Monday 07 February 2005

Anche con la legge Biagi l’ appalto di manodopera può essere penalmente sanzionato. Cassazione – Sezione terza penale (up) – sentenza 20 dicembre 2004-3 febbraio 2005, n. 3714

Anche con la legge Biagi
l’appalto di manodopera può essere penalmente sanzionato.

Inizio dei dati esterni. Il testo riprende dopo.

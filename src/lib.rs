//! patchget library
//!
//! Downloads patch archives from a vendor support portal that has no API:
//! every page is scraped, every file is streamed to disk, and the operator
//! picks platforms and files at line prompts.
//!
//! # Architecture
//!
//! The library is organized into the following modules, leaf first:
//! - [`transport`] - HTTP session with cookies, redirects and on-demand credentials
//! - [`extract`] - link discovery behind a swappable page contract
//! - [`catalog`] - platform/language resolution and its on-disk cache
//! - [`selection`] - per (patch, platform) discovery and file selection
//! - [`orchestrator`] - the login, platforms, selection, download run
//! - [`prompt`] - operator console and the re-ask loop
//! - [`options`] - `key=value` run parameters

// Clippy lints - strict for library code
#![deny(clippy::unwrap_used)]
#![deny(clippy::expect_used)]
#![warn(clippy::pedantic)]
#![allow(clippy::module_name_repetitions)]

pub mod catalog;
pub mod error;
pub mod extract;
pub mod options;
pub mod orchestrator;
pub mod prompt;
pub mod selection;
pub mod transport;
mod user_agent;

// Re-export commonly used types
pub use catalog::{CatalogStore, PlatformCatalog, PlatformEntry};
pub use error::{ConfigurationError, RetrievalError, RunError, ValidationError};
pub use extract::{DownloadLink, DownloadTask, FilenameFilter, PageContract, PortalPageContract};
pub use options::RunOptions;
pub use orchestrator::{RunContext, RunSummary, run};
pub use prompt::{Console, ScriptedConsole, TerminalConsole};
pub use selection::{DownloadList, SelectionResult};
pub use transport::{Portal, PortalClient, TransferStats, TransportError};
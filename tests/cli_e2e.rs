//! End-to-end CLI tests for the patchget binary.

use assert_cmd::Command;
use predicates::prelude::*;
use tempfile::TempDir;
use wiremock::matchers::{header, method, path};
use wiremock::{Mock, MockServer, ResponseTemplate};

/// Without parameters the binary prints usage and exits with code 0.
#[test]
fn test_binary_without_parameters_prints_usage() {
    let mut cmd = Command::cargo_bin("patchget").unwrap();
    cmd.assert()
        .success()
        .stdout(predicate::str::contains("At least one parameter"))
        .stdout(predicate::str::contains("USAGE: patchget patch="));
}

/// Test that --help displays usage information and exits with code 0.
#[test]
fn test_binary_help_displays_usage() {
    let mut cmd = Command::cargo_bin("patchget").unwrap();
    cmd.arg("--help")
        .assert()
        .success()
        .stdout(predicate::str::contains("Download patch archives"))
        .stdout(predicate::str::contains("download=all"));
}

/// Test that --version displays version and exits with code 0.
#[test]
fn test_binary_version_displays_version() {
    let mut cmd = Command::cargo_bin("patchget").unwrap();
    cmd.arg("--version")
        .assert()
        .success()
        .stdout(predicate::str::contains("patchget"));
}

/// Test that invalid flags cause non-zero exit.
#[test]
fn test_binary_invalid_flag_returns_error() {
    let mut cmd = Command::cargo_bin("patchget").unwrap();
    cmd.arg("--invalid-flag")
        .assert()
        .failure()
        .stderr(predicate::str::contains("error"));
}

/// Parameters without a patch or reset need no portal at all.
#[test]
fn test_binary_without_patch_reports_and_succeeds() {
    let mut cmd = Command::cargo_bin("patchget").unwrap();
    cmd.args(["-q", "regexp=.*", "bogus"])
        .assert()
        .success()
        .stdout(predicate::str::contains("No patch numbers are specified."));
}

/// An invalid filename pattern is fatal before any request is made.
#[test]
fn test_binary_invalid_regexp_fails() {
    let mut cmd = Command::cargo_bin("patchget").unwrap();
    cmd.args(["--portal-url", "http://127.0.0.1:9", "patch=1", "regexp=(open"])
        .assert()
        .failure()
        .stderr(predicate::str::contains("invalid filename pattern"));
}

async fn mount_portal(server: &MockServer) {
    Mock::given(method("GET"))
        .and(path("/Orion/SimpleSearch/switch_to_saved_searches"))
        .and(header("authorization", "Basic ZGJhOnB3"))
        .respond_with(ResponseTemplate::new(200).set_body_string("<html>home</html>"))
        .with_priority(1)
        .mount(server)
        .await;
    Mock::given(method("GET"))
        .and(path("/Orion/SimpleSearch/switch_to_saved_searches"))
        .respond_with(ResponseTemplate::new(401))
        .with_priority(2)
        .mount(server)
        .await;
    Mock::given(method("GET"))
        .and(path("/Orion/SavedSearches/switch_to_simple"))
        .respond_with(ResponseTemplate::new(200).set_body_string(
            "<select name=plat_lang>\n<option value=\"226P\">Linux x86-64\n<option value=\"46P\">Linux x86\n</select>",
        ))
        .mount(server)
        .await;
    Mock::given(method("GET"))
        .and(path("/Orion/SimpleSearch/process_form"))
        .respond_with(ResponseTemplate::new(200).set_body_string("<html>none</html>"))
        .mount(server)
        .await;
}

/// Full run against a mock portal: platform prompt answered on stdin, catalog
/// cached, nothing to download.
#[tokio::test(flavor = "multi_thread")]
async fn test_binary_run_against_mock_portal() {
    let server = MockServer::start().await;
    mount_portal(&server).await;
    let temp_dir = TempDir::new().unwrap();
    let catalog_file = temp_dir.path().join("platforms.cfg");

    let mut cmd = Command::cargo_bin("patchget").unwrap();
    cmd.arg("--portal-url")
        .arg(server.uri())
        .arg("--catalog-file")
        .arg(&catalog_file)
        .args(["patch=6880880", "MOSUser=dba", "MOSPass=pw", "silent=yes"])
        .write_stdin("999X\n46P\n")
        .assert()
        .success()
        .stdout(predicate::str::contains("Platforms and languages need to be reset."))
        .stdout(predicate::str::contains("ERROR: unknown platform code"))
        .stdout(predicate::str::contains(
            "Processing patch 6880880 for Linux x86 and applying regexp .* to the filenames:",
        ))
        .stdout(predicate::str::contains("There's nothing to download!"));

    assert_eq!(
        std::fs::read_to_string(&catalog_file).unwrap(),
        "46P;Linux x86\n"
    );
}

/// Rejected credentials end the run with a non-zero exit code.
#[tokio::test(flavor = "multi_thread")]
async fn test_binary_rejected_credentials_fail() {
    let server = MockServer::start().await;
    Mock::given(method("GET"))
        .respond_with(ResponseTemplate::new(401))
        .mount(&server)
        .await;

    let mut cmd = Command::cargo_bin("patchget").unwrap();
    cmd.arg("--portal-url")
        .arg(server.uri())
        .args(["patch=1", "platform=226P", "MOSUser=dba", "MOSPass=wrong"])
        .assert()
        .failure()
        .stderr(predicate::str::contains("rejected"));
}
//! HTTP transport for the support portal.
//!
//! One [`PortalClient`] is the session for a whole run: it owns the cookie
//! jar and the memoized credentials, follows redirects itself, and answers
//! authentication challenges on demand.
//!
//! # Features
//!
//! - Manual redirect following with relative `Location` resolution
//! - Lazy, single-use credential acquisition on the first 401 challenge
//! - Size-capped page fetches buffered through a transient file
//! - Streaming file transfers with a progress sink every MiB
//!
//! # Example
//!
//! ```no_run
//! use patchget::transport::{PortalClient, PromptingCredentials};
//!
//! # async fn example() -> Result<(), Box<dyn std::error::Error>> {
//! let client = PortalClient::new(
//!     "https://updates.oracle.com",
//!     Box::new(PromptingCredentials::default()),
//! )?;
//! let page = client
//!     .fetch_text_limited("https://updates.oracle.com/Orion/SimpleSearch/switch_to_saved_searches", 1 << 20)
//!     .await?;
//! println!("{} bytes", page.len());
//! # Ok(())
//! # }
//! ```

use std::path::Path;

use async_trait::async_trait;

mod client;
pub mod constants;
mod credentials;
mod error;

pub use client::{PortalClient, TransferStats};
pub use credentials::{CredentialProvider, Credentials, PromptingCredentials, StaticCredentials};
pub use error::TransportError;

/// Everything the pipeline needs from the network.
///
/// [`PortalClient`] is the real implementation; tests drive the pipeline with
/// fixture pages instead.
#[async_trait]
pub trait Portal: Send + Sync {
    /// Base URL that relative portal paths are joined to.
    fn base_url(&self) -> &str;

    /// Fetches a page as text, capped at the session's page size limit.
    ///
    /// # Errors
    ///
    /// Returns [`TransportError`] on network failure, timeout or error status.
    async fn fetch_text(&self, url: &str) -> Result<String, TransportError>;

    /// Streams `url` into a new file at `destination`.
    ///
    /// `progress` receives cumulative byte counts every MiB.
    ///
    /// # Errors
    ///
    /// Returns [`TransportError`] on network failure or when the destination
    /// cannot be written.
    async fn download(
        &self,
        url: &str,
        destination: &Path,
        progress: &mut (dyn FnMut(TransferStats) + Send),
    ) -> Result<TransferStats, TransportError>;
}
//! Transfer spinner and phase timings.

use std::time::{Duration, Instant};

use indicatif::{ProgressBar, ProgressStyle};

use crate::transport::TransferStats;

/// Spinner for one file transfer, advanced by the transport's progress sink.
///
/// Hidden when the run is silent; the final summary line is printed by the
/// caller either way.
pub(crate) struct TransferSpinner {
    bar: ProgressBar,
    filename: String,
}

impl TransferSpinner {
    pub(crate) fn start(visible: bool, filename: &str) -> Self {
        let bar = if visible {
            let bar = ProgressBar::new_spinner();
            bar.set_style(
                ProgressStyle::with_template(" {spinner} {msg}")
                    .unwrap_or_else(|_| ProgressStyle::default_spinner()),
            );
            bar.set_message(format!("Downloading {filename}"));
            bar
        } else {
            ProgressBar::hidden()
        };
        Self {
            bar,
            filename: filename.to_string(),
        }
    }

    pub(crate) fn update(&self, stats: TransferStats) {
        self.bar.set_message(format!(
            "Downloading {}: {} MB at average speed of {} KB/s",
            self.filename,
            stats.mebibytes(),
            stats.kib_per_sec()
        ));
        self.bar.tick();
    }

    pub(crate) fn finish(&self) {
        self.bar.finish_and_clear();
    }
}

/// Wall-clock duration of each run phase, in the order they ran.
#[derive(Debug, Clone, Default, PartialEq, Eq)]
pub struct PhaseTimings {
    phases: Vec<(&'static str, Duration)>,
}

impl PhaseTimings {
    /// Records `name` as having run since `started`.
    pub fn record(&mut self, name: &'static str, started: Instant) {
        self.phases.push((name, started.elapsed()));
    }

    /// `(phase, duration)` pairs in order.
    pub fn iter(&self) -> impl Iterator<Item = (&'static str, Duration)> + '_ {
        self.phases.iter().copied()
    }

    /// Phase names in order.
    #[must_use]
    pub fn names(&self) -> Vec<&'static str> {
        self.phases.iter().map(|(name, _)| *name).collect()
    }

    /// Sum of all phases.
    #[must_use]
    pub fn total(&self) -> Duration {
        self.phases.iter().map(|(_, duration)| *duration).sum()
    }

    /// Report lines for `debug=yes`.
    #[must_use]
    pub fn report(&self) -> Vec<String> {
        let mut lines = vec!["Phase timings:".to_string()];
        lines.extend(
            self.phases
                .iter()
                .map(|(name, duration)| format!(" {name}: {} ms", duration.as_millis())),
        );
        lines.push(format!(" total: {} ms", self.total().as_millis()));
        lines
    }
}
//! The run-wide list of files chosen for download.

use std::path::Path;

use tracing::trace;

use crate::extract::{DownloadLink, DownloadTask};

/// Chosen download links in the order they were picked.
///
/// Global ordinals run 1..=N across every patch and platform and have no
/// relation to the per-pair ordinals the operator chose from.
#[derive(Debug, Clone, Default, PartialEq, Eq)]
pub struct DownloadList {
    links: Vec<DownloadLink>,
}

impl DownloadList {
    /// Creates an empty list.
    #[must_use]
    pub fn new() -> Self {
        Self::default()
    }

    /// Appends `link` and returns its global ordinal.
    pub fn push(&mut self, link: DownloadLink) -> usize {
        trace!(url = %link.url, ordinal = self.links.len() + 1, "queued for download");
        self.links.push(link);
        self.links.len()
    }

    /// `(global ordinal, link)` pairs in order.
    pub fn iter(&self) -> impl Iterator<Item = (usize, &DownloadLink)> {
        self.links
            .iter()
            .enumerate()
            .map(|(index, link)| (index + 1, link))
    }

    /// Number of queued files.
    #[must_use]
    pub fn len(&self) -> usize {
        self.links.len()
    }

    /// True when nothing was chosen.
    #[must_use]
    pub fn is_empty(&self) -> bool {
        self.links.is_empty()
    }

    /// One download task per queued link, writing into `stage_dir`, in list order.
    #[must_use]
    pub fn tasks(&self, stage_dir: &Path) -> Vec<DownloadTask> {
        self.links
            .iter()
            .map(|link| DownloadTask::for_link(link, stage_dir))
            .collect()
    }
}

#[cfg(test)]
mod tests {
    use super::*;
    use std::path::PathBuf;

    fn link(name: &str) -> DownloadLink {
        DownloadLink::new(
            format!("https://updates.oracle.com/Orion/Download/process_form/{name}?a=1"),
            name,
        )
    }

    #[test]
    fn test_push_assigns_dense_global_ordinals() {
        let mut list = DownloadList::new();
        assert_eq!(list.push(link("a.zip")), 1);
        assert_eq!(list.push(link("b.zip")), 2);
        let ordinals: Vec<usize> = list.iter().map(|(ordinal, _)| ordinal).collect();
        assert_eq!(ordinals, vec![1, 2]);
    }

    #[test]
    fn test_tasks_preserve_order_and_stage_dir() {
        let mut list = DownloadList::new();
        list.push(link("p2_Linux.zip"));
        list.push(link("p1_Linux.zip"));

        let tasks = list.tasks(Path::new("stage"));

        let destinations: Vec<PathBuf> = tasks.into_iter().map(|t| t.destination).collect();
        assert_eq!(
            destinations,
            vec![
                PathBuf::from("stage/p2_Linux.zip"),
                PathBuf::from("stage/p1_Linux.zip")
            ]
        );
    }

    #[test]
    fn test_every_queued_link_becomes_a_task() {
        let mut list = DownloadList::new();
        for name in ["p1_Linux.zip", "p1_Linux.zip", "p2_AIX.zip"] {
            list.push(link(name));
        }

        let tasks = list.tasks(Path::new("stage"));

        assert_eq!(tasks.len(), list.len());
        assert_eq!(
            tasks[2].source_url,
            "https://updates.oracle.com/Orion/Download/process_form/p2_AIX.zip?a=1"
        );
    }
}
//! Error types for the transport module.
//!
//! Every variant carries the URL or path it concerns so a fatal error printed
//! at the end of a run says exactly which exchange failed.

use std::path::PathBuf;

use thiserror::Error;

/// Errors that can occur while talking to the portal.
#[derive(Debug, Error)]
pub enum TransportError {
    /// Network-level error (DNS resolution, connection refused, TLS errors, etc.)
    #[error("network error fetching {url}: {source}")]
    Network {
        /// The URL that failed.
        url: String,
        /// The underlying network error.
        #[source]
        source: reqwest::Error,
    },

    /// Connect or read timed out.
    #[error("timeout fetching {url}")]
    Timeout {
        /// The URL that timed out.
        url: String,
    },

    /// Non-redirect, non-success HTTP response.
    #[error("HTTP {status} fetching {url}")]
    HttpStatus {
        /// The URL that returned an error status.
        url: String,
        /// The HTTP status code.
        status: u16,
    },

    /// The portal kept challenging after credentials were supplied.
    #[error("credentials rejected by {url}")]
    AuthRejected {
        /// The URL that rejected the credentials.
        url: String,
    },

    /// Credentials could not be obtained from the operator.
    #[error("cannot obtain credentials: {reason}")]
    Credentials {
        /// Why the credential provider gave up.
        reason: String,
    },

    /// File system error while writing a transfer.
    #[error("IO error writing to {path}: {source}")]
    Io {
        /// The file path where the error occurred.
        path: PathBuf,
        /// The underlying IO error.
        #[source]
        source: std::io::Error,
    },

    /// The URL (or a redirect target) is malformed.
    #[error("invalid URL: {url}")]
    InvalidUrl {
        /// The invalid URL string.
        url: String,
    },
}

impl TransportError {
    /// Creates a network error, promoting reqwest timeouts to [`TransportError::Timeout`].
    pub fn network(url: impl Into<String>, source: reqwest::Error) -> Self {
        if source.is_timeout() {
            return Self::timeout(url);
        }
        Self::Network {
            url: url.into(),
            source,
        }
    }

    /// Creates a timeout error.
    pub fn timeout(url: impl Into<String>) -> Self {
        Self::Timeout { url: url.into() }
    }

    /// Creates an HTTP status error.
    pub fn http_status(url: impl Into<String>, status: u16) -> Self {
        Self::HttpStatus {
            url: url.into(),
            status,
        }
    }

    /// Creates an auth-rejected error.
    pub fn auth_rejected(url: impl Into<String>) -> Self {
        Self::AuthRejected { url: url.into() }
    }

    /// Creates a credential acquisition error.
    pub fn credentials(reason: impl Into<String>) -> Self {
        Self::Credentials {
            reason: reason.into(),
        }
    }

    /// Creates an IO error.
    pub fn io(path: impl Into<PathBuf>, source: std::io::Error) -> Self {
        Self::Io {
            path: path.into(),
            source,
        }
    }

    /// Creates an invalid URL error.
    pub fn invalid_url(url: impl Into<String>) -> Self {
        Self::InvalidUrl { url: url.into() }
    }
}

// No `From<reqwest::Error>` / `From<std::io::Error>`: every variant needs the
// URL or path, which the source errors do not carry.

Cassazione – Sezione terza penale
(up) – sentenza 20 dicembre 2004-3 febbraio 2005, n. 3714

Presidente Savignano
– Relatore Fiale

Pg Passacantando
– Ricorrente Infante ed altro

Svolgimento del processo

Con sentenza del 7 ottobre 2003, il Gip del tribunale di Lodi affermava la penale
responsabilità di Infante Williams ed Infante
Giuseppe, in ordine alla contravvenzione di cui agli articoli 110 Cp e 2 della legge 1369/60 (per avere nelle rispettive
qualità di legali rappresentanti della Srl “Cosmetic Production” e della società cooperativa a rl “Milano Servizi”, violato il divieto di appaltare
manodopera, avendo la società “Cosmetic Production”
affidato in appalto l’esecuzione di prestazioni lavorative mediante personale
formalmente assunto e retribuito dalla società cooperativa “Milano Servizi” – acc. in Crespiatica,
il 15 gennaio 2002). E, riconosciute ad entrambi circostanze attenuanti
generiche, condannava ciascuno alla pena di euro
2.200,00 di ammenda.

Avverso tale
sentenza hanno
proposto ricorso gli imputati, i quali hanno eccepito:

– la intervenuta
abrogazione della normativa di cui alla legge 1396/60, in seguito all’entrata
in vigore del D.Lgs. 276/03, e la conseguente depenalizzazione della fattispecie di reato contestata;

– l’apodittico ed immotivato
disconoscimento dei contratti di appalto posti in
essere tra la Srl “Cosmetic
Production” e la società cooperativa “Milano Servizi”;

– l’erroneo computo delle giornate
lavorative ai fini della commisurazione concreta della pena.

Motivi della decisione

Il ricorso deve essere rigettato,
poiché infondato.

1. L’articolo 85 del D.Lgs 276/03 (Attuazione delle deleghe in materia di occupazione e mercato del lavoro, di cui alla legge
30/2003 – cd riforma Biagi) ha abrogato l’articolo 27
della legge 264/49, tutta la legge 1369/60, i primi undici articoli della legge
196/97, nonché tutte le disposizioni legislative e regolamentari incompatibili
con detto D.Lgs che è entrato in vigore il 24 ottobre
2003.

Si pone, pertanto ,
l’esigenza di valutare tale “abrogazione” alla stregua delle nuove disposizioni
sanzionatorie introdotte dall’articolo 18 dello
stesso D.Lgs 276/03, ai fini della corretta
applicazione dell’articolo 2 Cp in relazione ai fatti
già penalmente sanzionati dalle norme abrogate.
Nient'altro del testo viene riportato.